▶ [How to complete this task]:
Give again, exactly as they appear, only the lines from the one containing "assert_eq!(found, vec![11, 8]);" through the last line of the material below.

════════

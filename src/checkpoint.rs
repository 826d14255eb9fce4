//! チェックポイントの保存・読み込み
//!
//! ディレクトリ構成:
//! - `model.bin`: モデル重み（Burnバイナリ形式）
//! - `optimizer.bin`: オプティマイザ状態
//! - `checkpoint.json`: エポック・メトリクス・モデル設定・テンソル形状
//! - `vocab_src.json` / `vocab_tgt.json`: 語彙
//!
//! 各ファイルは一時ディレクトリに書いてから置き換える。

use crate::error::{Result, TranslatorError};
use crate::transformer::{Transformer, TransformerConfig};
use crate::vocabulary::Vocabulary;
use burn::prelude::*;
use burn::record::{BinFileRecorder, FullPrecisionSettings, Record, Recorder};
use serde::{Deserialize, Serialize};
use std::fs;
use std::path::{Path, PathBuf};

pub const MODEL_FILE: &str = "model.bin";
pub const OPTIMIZER_FILE: &str = "optimizer.bin";
pub const MANIFEST_FILE: &str = "checkpoint.json";
pub const SOURCE_VOCAB_FILE: &str = "vocab_src.json";
pub const TARGET_VOCAB_FILE: &str = "vocab_tgt.json";

const STAGING_DIR: &str = ".staging";

/// 保存時点のスカラーメトリクス
#[derive(Serialize, Deserialize, Debug, Clone, Default, PartialEq)]
pub struct CheckpointMetrics {
    pub epoch: usize,
    pub train_loss: f64,
    pub val_loss: f64,
    pub train_bleu: f64,
    pub val_bleu: f64,
    pub train_nist: f64,
    pub val_nist: f64,
}

/// 保存されたテンソルの名前と形状
#[derive(Serialize, Deserialize, Debug, Clone, PartialEq)]
pub struct TensorShape {
    pub name: String,
    pub shape: Vec<usize>,
}

/// checkpoint.json の内容
#[derive(Serialize, Deserialize, Debug, Clone)]
pub struct CheckpointManifest {
    pub metrics: CheckpointMetrics,
    pub model: TransformerConfig,
    pub parameter_shapes: Vec<TensorShape>,
    pub saved_at: String,
    pub crate_version: String,
}

impl CheckpointManifest {
    pub fn new(metrics: CheckpointMetrics, model: &TransformerConfig) -> Self {
        let parameter_shapes = model
            .parameter_shapes()
            .into_iter()
            .map(|(name, shape)| TensorShape { name, shape })
            .collect();

        Self {
            metrics,
            model: model.clone(),
            parameter_shapes,
            saved_at: chrono::Local::now().to_rfc3339(),
            crate_version: env!("CARGO_PKG_VERSION").to_string(),
        }
    }

    /// 期待する形状と照合し、最初に一致しないテンソルを返す
    pub fn check_shapes(&self, expected: &TransformerConfig) -> Result<()> {
        for (name, shape) in expected.parameter_shapes() {
            let found = self
                .parameter_shapes
                .iter()
                .find(|saved| saved.name == name)
                .map(|saved| saved.shape.clone())
                .unwrap_or_default();

            if found != shape {
                return Err(TranslatorError::ShapeMismatch {
                    tensor: name,
                    expected: shape,
                    found,
                });
            }
        }

        // 保存側にだけ存在するテンソル
        let expected_count = expected.parameter_shapes().len();
        if self.parameter_shapes.len() != expected_count {
            if let Some(extra) = self.parameter_shapes.iter().find(|saved| {
                !expected
                    .parameter_shapes()
                    .iter()
                    .any(|(name, _)| *name == saved.name)
            }) {
                return Err(TranslatorError::ShapeMismatch {
                    tensor: extra.name.clone(),
                    expected: Vec::new(),
                    found: extra.shape.clone(),
                });
            }
        }

        Ok(())
    }
}

/// チェックポイントに書き込む内容
pub struct CheckpointContents<'a, B: Backend, R: Record<B>> {
    pub model: &'a Transformer<B>,
    pub model_config: &'a TransformerConfig,
    pub optimizer: Option<R>,
    pub metrics: CheckpointMetrics,
    pub src_vocab: &'a Vocabulary,
    pub tgt_vocab: &'a Vocabulary,
}

fn recorder() -> BinFileRecorder<FullPrecisionSettings> {
    BinFileRecorder::<FullPrecisionSettings>::new()
}

/// 一時ディレクトリに書いてから `dir/file_name` へ移動する
fn write_staged(
    dir: &Path,
    file_name: &str,
    write: impl FnOnce(&Path) -> Result<()>,
) -> Result<()> {
    let staging = dir.join(STAGING_DIR);
    fs::create_dir_all(&staging)?;

    let staged_path = staging.join(file_name);
    write(&staged_path)?;
    fs::rename(&staged_path, dir.join(file_name))?;
    Ok(())
}

/// チェックポイントを保存
pub fn save_checkpoint<B: Backend, R: Record<B>>(
    dir: &Path,
    contents: CheckpointContents<'_, B, R>,
) -> Result<()> {
    fs::create_dir_all(dir)?;

    write_staged(dir, MODEL_FILE, |path| {
        contents
            .model
            .clone()
            .save_file(path.to_path_buf(), &recorder())
            .map_err(|e| TranslatorError::Recorder(format!("モデル保存エラー: {:?}", e)))
    })?;

    if let Some(record) = contents.optimizer {
        write_staged(dir, OPTIMIZER_FILE, |path| {
            Recorder::<B>::record(&recorder(), record, path.to_path_buf())
                .map(|_| ())
                .map_err(|e| {
                    TranslatorError::Recorder(format!("オプティマイザ保存エラー: {:?}", e))
                })
        })?;
    }

    let manifest = CheckpointManifest::new(contents.metrics, contents.model_config);
    write_staged(dir, MANIFEST_FILE, |path| {
        fs::write(path, serde_json::to_string_pretty(&manifest)?)?;
        Ok(())
    })?;

    write_staged(dir, SOURCE_VOCAB_FILE, |path| contents.src_vocab.save(path))?;
    write_staged(dir, TARGET_VOCAB_FILE, |path| contents.tgt_vocab.save(path))?;

    fs::remove_dir(dir.join(STAGING_DIR)).ok();

    tracing::info!(
        "チェックポイントを保存: {} (epoch {})",
        dir.display(),
        manifest.metrics.epoch
    );
    Ok(())
}

pub fn read_manifest(dir: &Path) -> Result<CheckpointManifest> {
    let content = fs::read_to_string(dir.join(MANIFEST_FILE))?;
    Ok(serde_json::from_str(&content)?)
}

pub fn load_vocabularies(dir: &Path) -> Result<(Vocabulary, Vocabulary)> {
    Ok((
        Vocabulary::load(dir.join(SOURCE_VOCAB_FILE))?,
        Vocabulary::load(dir.join(TARGET_VOCAB_FILE))?,
    ))
}

/// 指定した構成でモデルを作り、形状を検証してから重みを読み込む
pub fn load_model_with_config<B: Backend>(
    dir: &Path,
    config: &TransformerConfig,
    device: &B::Device,
) -> Result<Transformer<B>> {
    let manifest = read_manifest(dir)?;
    manifest.check_shapes(config)?;

    let model = config.init::<B>(device)?;
    let record = Recorder::<B>::load(&recorder(), model_path(dir), device)
        .map_err(|e| TranslatorError::Recorder(format!("モデル読み込みエラー: {:?}", e)))?;

    Ok(model.load_record(record))
}

/// checkpoint.json に記録された構成でモデルを読み込む
pub fn load_model<B: Backend>(
    dir: &Path,
    device: &B::Device,
) -> Result<(Transformer<B>, CheckpointManifest)> {
    let manifest = read_manifest(dir)?;
    let model = load_model_with_config(dir, &manifest.model, device)?;
    Ok((model, manifest))
}

/// オプティマイザ状態を読み込む（保存されていなければ None）
pub fn load_optimizer_record<B: Backend, R: Record<B>>(
    dir: &Path,
    device: &B::Device,
) -> Result<Option<R>> {
    let path = dir.join(OPTIMIZER_FILE);
    if !path.exists() {
        return Ok(None);
    }

    Recorder::<B>::load(&recorder(), path, device)
        .map(Some)
        .map_err(|e| TranslatorError::Recorder(format!("オプティマイザ読み込みエラー: {:?}", e)))
}

fn model_path(dir: &Path) -> PathBuf {
    dir.join(MODEL_FILE)
}

#[cfg(test)]
mod tests {
    use super::*;

    fn config() -> TransformerConfig {
        TransformerConfig::new(8, 11, 11, 6)
            .with_num_layers(1)
            .with_n_heads(2)
    }

    #[test]
    fn matching_shapes_pass() {
        let manifest = CheckpointManifest::new(CheckpointMetrics::default(), &config());
        assert!(manifest.check_shapes(&config()).is_ok());
    }

    #[test]
    fn vocab_change_names_embedding() {
        let manifest = CheckpointManifest::new(CheckpointMetrics::default(), &config());
        let changed = TransformerConfig::new(8, 12, 11, 6)
            .with_num_layers(1)
            .with_n_heads(2);

        match manifest.check_shapes(&changed) {
            Err(TranslatorError::ShapeMismatch {
                tensor,
                expected,
                found,
            }) => {
                assert_eq!(tensor, "encoder.embedding.weight");
                assert_eq!(expected, vec![12, 8]);
                assert_eq!(found, vec![11, 8]);
            }
            other => panic!("ShapeMismatch expected, got {:?}", other),
        }
    }

    #[test]
    fn extra_saved_layer_is_reported() {
        let deeper = config().with_num_layers(2);
        let manifest = CheckpointManifest::new(CheckpointMetrics::default(), &deeper);

        let err = manifest.check_shapes(&config()).unwrap_err();
        assert!(err.to_string().contains("encoder.layers.1"));
    }
}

════════

▶ [Written reply]:
                assert_eq!(found, vec![11, 8]);
            }
            other => panic!("ShapeMismatch expected, got {:?}", other),
        }
    }

    #[test]
    fn extra_saved_layer_is_reported() {
        let deeper = config().with_num_layers(2);
        let manifest = CheckpointManifest::new(CheckpointMetrics::default(), &deeper);

        let err = manifest.check_shapes(&config()).unwrap_err();
        assert!(err.to_string().contains("encoder.layers.1"));
    }
}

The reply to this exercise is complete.